***** Information given *****

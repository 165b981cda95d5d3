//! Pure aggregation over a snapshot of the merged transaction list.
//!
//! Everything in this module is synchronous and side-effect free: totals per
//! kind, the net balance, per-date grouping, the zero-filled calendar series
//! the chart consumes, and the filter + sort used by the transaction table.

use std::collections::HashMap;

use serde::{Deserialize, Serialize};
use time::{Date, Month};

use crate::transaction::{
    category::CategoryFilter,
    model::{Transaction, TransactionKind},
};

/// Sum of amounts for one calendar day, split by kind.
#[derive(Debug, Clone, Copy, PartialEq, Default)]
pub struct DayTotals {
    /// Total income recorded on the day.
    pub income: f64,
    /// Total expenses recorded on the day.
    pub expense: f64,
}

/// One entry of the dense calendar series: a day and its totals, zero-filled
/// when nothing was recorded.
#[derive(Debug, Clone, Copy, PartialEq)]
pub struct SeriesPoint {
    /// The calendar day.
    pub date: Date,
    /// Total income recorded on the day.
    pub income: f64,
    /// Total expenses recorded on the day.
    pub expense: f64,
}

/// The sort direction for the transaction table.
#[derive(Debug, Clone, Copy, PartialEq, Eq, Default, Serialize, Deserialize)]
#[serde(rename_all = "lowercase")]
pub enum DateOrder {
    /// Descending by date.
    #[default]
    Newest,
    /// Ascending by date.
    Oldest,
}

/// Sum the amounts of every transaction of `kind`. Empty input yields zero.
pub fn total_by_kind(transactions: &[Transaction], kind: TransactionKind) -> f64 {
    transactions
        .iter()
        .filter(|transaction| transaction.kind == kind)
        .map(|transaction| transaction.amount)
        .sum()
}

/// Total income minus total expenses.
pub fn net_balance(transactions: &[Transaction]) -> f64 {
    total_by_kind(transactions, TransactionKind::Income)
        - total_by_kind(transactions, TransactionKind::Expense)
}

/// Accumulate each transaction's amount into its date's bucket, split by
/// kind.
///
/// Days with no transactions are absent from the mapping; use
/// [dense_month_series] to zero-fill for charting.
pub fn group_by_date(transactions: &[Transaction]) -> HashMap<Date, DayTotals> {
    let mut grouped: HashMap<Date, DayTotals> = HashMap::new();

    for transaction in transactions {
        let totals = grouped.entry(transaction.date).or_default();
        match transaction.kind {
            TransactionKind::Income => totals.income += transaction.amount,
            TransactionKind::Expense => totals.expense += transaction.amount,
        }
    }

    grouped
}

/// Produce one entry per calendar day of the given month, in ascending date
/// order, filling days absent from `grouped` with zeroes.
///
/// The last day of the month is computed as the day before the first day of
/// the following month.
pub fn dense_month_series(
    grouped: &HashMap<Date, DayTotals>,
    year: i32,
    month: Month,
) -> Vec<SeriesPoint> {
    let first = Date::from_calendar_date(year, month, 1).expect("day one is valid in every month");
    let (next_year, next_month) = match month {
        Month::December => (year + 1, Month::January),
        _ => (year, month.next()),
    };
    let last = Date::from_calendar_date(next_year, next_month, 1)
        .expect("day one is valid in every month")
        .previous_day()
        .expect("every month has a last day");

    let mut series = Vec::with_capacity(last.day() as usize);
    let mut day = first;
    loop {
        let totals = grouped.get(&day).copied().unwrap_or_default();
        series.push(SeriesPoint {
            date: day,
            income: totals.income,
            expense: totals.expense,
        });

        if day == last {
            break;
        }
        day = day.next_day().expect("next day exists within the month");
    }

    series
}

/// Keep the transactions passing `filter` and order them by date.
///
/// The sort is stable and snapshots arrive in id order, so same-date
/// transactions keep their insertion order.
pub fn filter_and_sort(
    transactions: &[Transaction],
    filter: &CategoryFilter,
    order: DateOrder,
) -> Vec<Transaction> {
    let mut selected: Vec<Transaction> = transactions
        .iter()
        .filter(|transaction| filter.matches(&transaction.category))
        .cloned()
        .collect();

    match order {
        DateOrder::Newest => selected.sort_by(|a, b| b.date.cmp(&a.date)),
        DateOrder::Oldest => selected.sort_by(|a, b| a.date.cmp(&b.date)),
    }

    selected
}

*****
***** Information given *****

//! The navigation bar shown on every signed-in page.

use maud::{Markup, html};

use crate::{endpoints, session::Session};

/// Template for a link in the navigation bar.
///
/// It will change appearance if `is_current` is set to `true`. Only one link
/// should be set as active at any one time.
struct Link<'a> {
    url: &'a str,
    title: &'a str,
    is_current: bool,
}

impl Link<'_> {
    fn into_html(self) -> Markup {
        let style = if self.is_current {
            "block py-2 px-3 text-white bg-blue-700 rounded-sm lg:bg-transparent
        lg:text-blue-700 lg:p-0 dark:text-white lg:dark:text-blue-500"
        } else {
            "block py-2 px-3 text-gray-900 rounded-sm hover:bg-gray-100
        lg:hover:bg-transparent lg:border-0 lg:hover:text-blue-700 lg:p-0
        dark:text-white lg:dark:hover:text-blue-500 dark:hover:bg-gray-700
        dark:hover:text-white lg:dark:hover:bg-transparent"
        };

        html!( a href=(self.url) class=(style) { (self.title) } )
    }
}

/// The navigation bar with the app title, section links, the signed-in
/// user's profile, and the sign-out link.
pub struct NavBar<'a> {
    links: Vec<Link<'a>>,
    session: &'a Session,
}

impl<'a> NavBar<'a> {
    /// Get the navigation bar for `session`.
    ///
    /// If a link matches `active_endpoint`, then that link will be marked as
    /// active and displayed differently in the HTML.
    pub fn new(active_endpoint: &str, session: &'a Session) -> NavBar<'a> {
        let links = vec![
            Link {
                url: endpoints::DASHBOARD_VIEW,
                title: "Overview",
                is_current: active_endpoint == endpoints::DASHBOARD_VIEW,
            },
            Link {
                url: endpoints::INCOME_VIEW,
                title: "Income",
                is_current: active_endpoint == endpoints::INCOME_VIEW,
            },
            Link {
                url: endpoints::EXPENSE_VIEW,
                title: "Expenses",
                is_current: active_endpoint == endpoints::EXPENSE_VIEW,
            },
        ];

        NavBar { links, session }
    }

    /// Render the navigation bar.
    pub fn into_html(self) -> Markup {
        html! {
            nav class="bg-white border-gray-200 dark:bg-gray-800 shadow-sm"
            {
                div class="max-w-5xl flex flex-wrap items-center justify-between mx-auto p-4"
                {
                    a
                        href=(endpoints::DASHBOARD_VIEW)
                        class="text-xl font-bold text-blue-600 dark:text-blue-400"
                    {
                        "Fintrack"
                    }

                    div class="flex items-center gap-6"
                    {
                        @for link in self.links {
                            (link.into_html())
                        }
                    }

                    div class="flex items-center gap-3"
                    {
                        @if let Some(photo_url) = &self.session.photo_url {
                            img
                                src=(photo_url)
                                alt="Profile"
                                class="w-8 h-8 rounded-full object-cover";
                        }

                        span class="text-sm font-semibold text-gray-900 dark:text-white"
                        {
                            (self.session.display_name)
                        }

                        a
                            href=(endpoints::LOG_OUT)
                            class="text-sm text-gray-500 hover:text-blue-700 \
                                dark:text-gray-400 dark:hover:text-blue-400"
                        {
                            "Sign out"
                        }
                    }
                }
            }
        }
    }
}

*****
***** Information given *****

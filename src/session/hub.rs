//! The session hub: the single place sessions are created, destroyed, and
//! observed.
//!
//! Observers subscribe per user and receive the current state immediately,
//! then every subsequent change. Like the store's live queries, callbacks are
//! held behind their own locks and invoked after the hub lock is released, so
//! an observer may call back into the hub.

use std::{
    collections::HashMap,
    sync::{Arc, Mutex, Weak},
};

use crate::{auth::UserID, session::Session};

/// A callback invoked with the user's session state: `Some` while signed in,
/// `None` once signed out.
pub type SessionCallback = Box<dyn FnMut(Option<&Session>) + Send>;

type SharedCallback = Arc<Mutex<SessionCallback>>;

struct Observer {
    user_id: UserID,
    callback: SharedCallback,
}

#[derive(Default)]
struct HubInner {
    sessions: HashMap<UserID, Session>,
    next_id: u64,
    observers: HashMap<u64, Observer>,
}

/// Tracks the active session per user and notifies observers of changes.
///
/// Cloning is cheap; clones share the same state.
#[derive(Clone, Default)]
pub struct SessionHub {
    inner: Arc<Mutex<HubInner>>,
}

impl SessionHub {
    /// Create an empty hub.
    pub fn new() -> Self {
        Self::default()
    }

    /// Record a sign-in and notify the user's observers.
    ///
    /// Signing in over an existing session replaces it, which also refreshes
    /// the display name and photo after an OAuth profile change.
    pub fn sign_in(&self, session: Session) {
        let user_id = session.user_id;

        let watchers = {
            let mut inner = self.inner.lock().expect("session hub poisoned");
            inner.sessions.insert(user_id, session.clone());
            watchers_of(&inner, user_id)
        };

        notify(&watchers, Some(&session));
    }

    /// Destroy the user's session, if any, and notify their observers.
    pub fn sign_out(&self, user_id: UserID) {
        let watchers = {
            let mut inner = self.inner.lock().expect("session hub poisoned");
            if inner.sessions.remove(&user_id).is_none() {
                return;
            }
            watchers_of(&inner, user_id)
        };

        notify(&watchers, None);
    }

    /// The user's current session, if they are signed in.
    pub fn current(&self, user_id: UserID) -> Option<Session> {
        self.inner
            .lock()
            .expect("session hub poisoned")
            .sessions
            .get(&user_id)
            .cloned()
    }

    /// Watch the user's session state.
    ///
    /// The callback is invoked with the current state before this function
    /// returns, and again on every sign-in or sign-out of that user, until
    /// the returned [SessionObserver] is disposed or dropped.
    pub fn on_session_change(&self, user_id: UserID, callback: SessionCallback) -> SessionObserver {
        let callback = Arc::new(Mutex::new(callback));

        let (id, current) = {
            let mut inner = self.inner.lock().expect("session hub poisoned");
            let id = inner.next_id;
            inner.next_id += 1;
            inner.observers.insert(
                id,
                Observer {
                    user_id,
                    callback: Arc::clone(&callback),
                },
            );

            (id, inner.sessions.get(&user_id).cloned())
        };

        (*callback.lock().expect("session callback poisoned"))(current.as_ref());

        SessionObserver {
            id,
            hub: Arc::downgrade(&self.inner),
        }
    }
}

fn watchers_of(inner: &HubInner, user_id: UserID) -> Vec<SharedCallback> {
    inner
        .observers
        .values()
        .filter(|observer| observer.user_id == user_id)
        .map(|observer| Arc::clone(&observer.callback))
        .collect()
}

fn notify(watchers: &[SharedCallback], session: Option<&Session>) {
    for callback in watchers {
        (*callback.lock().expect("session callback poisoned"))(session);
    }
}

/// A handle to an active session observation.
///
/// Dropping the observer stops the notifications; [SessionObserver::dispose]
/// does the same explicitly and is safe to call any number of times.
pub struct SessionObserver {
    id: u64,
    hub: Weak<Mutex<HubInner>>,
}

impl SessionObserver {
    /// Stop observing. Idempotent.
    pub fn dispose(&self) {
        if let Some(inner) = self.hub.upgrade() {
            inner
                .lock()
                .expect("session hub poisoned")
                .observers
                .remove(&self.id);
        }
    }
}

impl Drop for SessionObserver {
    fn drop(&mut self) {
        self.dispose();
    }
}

*****

→ Instructions to follow
Would you tally the lines above that include "items" and reply with only the total?

→ Written reply
3